→ Data for this task

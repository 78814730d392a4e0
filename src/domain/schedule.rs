// ==========================================
// 车间排产引擎 - 排产结果领域模型
// ==========================================
// 职责: 定义排产记录、排产表行、排产报告、校验提示
// 红线: 每条记录都携带 (job_id, process_index),供完工/延后回写使用
// ==========================================

use crate::domain::types::{Decision, DueStatus, TaskStatus};
use chrono::{NaiveDate, NaiveDateTime};
use serde::{Deserialize, Serialize};

// ==========================================
// ProcessRef - 工序稳定标识
// ==========================================
#[derive(Debug, Clone, PartialEq, Eq, PartialOrd, Ord, Hash, Serialize, Deserialize)]
pub struct ProcessRef {
    pub job_id: String,
    pub process_index: usize,
}

impl ProcessRef {
    pub fn new(job_id: impl Into<String>, process_index: usize) -> Self {
        Self {
            job_id: job_id.into(),
            process_index,
        }
    }
}

// ==========================================
// ScheduledTask - 单个工序的排产记录
// ==========================================
// 未排入时 start/end 为空,lanes 为空
#[derive(Debug, Clone, PartialEq, Serialize, Deserialize)]
pub struct ScheduledTask {
    pub process_ref: ProcessRef,
    pub job_name: String,
    pub process_name: String,
    pub machine: Option<String>,
    pub workers: u32,
    pub hours: f64,
    pub due_date: NaiveDate,
    pub lanes: Vec<usize>,              // 占用的人员通道 (0-based)
    pub start: Option<NaiveDateTime>,
    pub end: Option<NaiveDateTime>,
    pub status: TaskStatus,
}

impl ScheduledTask {
    pub fn is_scheduled(&self) -> bool {
        self.status.is_scheduled()
    }
}

// ==========================================
// ScheduleRow - 排产表行 (对外输出)
// ==========================================
#[derive(Debug, Clone, PartialEq, Serialize, Deserialize)]
pub struct ScheduleRow {
    pub date: Option<NaiveDate>,
    pub job_id: String,
    pub process_index: usize,
    pub job: String,
    pub process: String,
    pub machine: String,
    pub workers: u32,
    pub hours: f64,
    pub staff: String,                  // 通道展示 ("1, 2" 或人员姓名)
    pub start: Option<NaiveDateTime>,
    pub end: Option<NaiveDateTime>,
    pub due_date: NaiveDate,
    pub status: TaskStatus,
    pub due_status: DueStatus,
}

impl ScheduleRow {
    pub fn process_ref(&self) -> ProcessRef {
        ProcessRef::new(self.job_id.clone(), self.process_index)
    }
}

// ==========================================
// CapacitySummary - 产能汇总
// ==========================================
#[derive(Debug, Clone, PartialEq, Serialize, Deserialize)]
pub struct CapacitySummary {
    pub total_used_hours: f64,      // 全部通道已用工时
    pub total_capacity_hours: f64,  // staff_count × daily_hours × horizon_days
    pub utilization: f64,           // 0.0 - 1.0
}

impl CapacitySummary {
    pub fn new(total_used_hours: f64, total_capacity_hours: f64) -> Self {
        let utilization = if total_capacity_hours > 0.0 {
            total_used_hours / total_capacity_hours
        } else {
            0.0
        };
        Self {
            total_used_hours,
            total_capacity_hours,
            utilization,
        }
    }
}

// ==========================================
// ValidationNote - 输入校验提示
// ==========================================
// 畸形输入被跳过/裁剪时记录原因,不中断排产
#[derive(Debug, Clone, PartialEq, Eq, Serialize, Deserialize)]
pub struct ValidationNote {
    pub subject: String, // 例如 "J-1#2" 或 "break 12:00-11:00"
    pub reason: String,
}

impl ValidationNote {
    pub fn new(subject: impl Into<String>, reason: impl Into<String>) -> Self {
        Self {
            subject: subject.into(),
            reason: reason.into(),
        }
    }
}

// ==========================================
// PlanReport - 排产报告
// ==========================================
#[derive(Debug, Clone, PartialEq, Serialize, Deserialize)]
pub struct PlanReport {
    pub plan_date: NaiveDate,
    pub rows: Vec<ScheduleRow>,             // 已排入,按开始时间排序
    pub unscheduled: Vec<ScheduleRow>,      // 未排入,按产生顺序
    pub summary: CapacitySummary,
    pub validation_notes: Vec<ValidationNote>,
}

impl PlanReport {
    pub fn scheduled_count(&self) -> usize {
        self.rows.len()
    }

    pub fn unscheduled_count(&self) -> usize {
        self.unscheduled.len()
    }

    /// 按工序标识查找行 (已排入优先)
    pub fn find(&self, job_id: &str, process_index: usize) -> Option<&ScheduleRow> {
        self.rows
            .iter()
            .chain(self.unscheduled.iter())
            .find(|r| r.job_id == job_id && r.process_index == process_index)
    }
}

// ==========================================
// ProcessDecision - 人工决策回写
// ==========================================
#[derive(Debug, Clone, PartialEq, Eq, Serialize, Deserialize)]
pub struct ProcessDecision {
    pub job_id: String,
    pub process_index: usize,
    pub decision: Decision,
}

→ Aim of the task
Whenever the string "ProcessDecision" shows up on a line of the listing, copy that line.

→ Solution below
// ProcessDecision - 人工决策回写
pub struct ProcessDecision {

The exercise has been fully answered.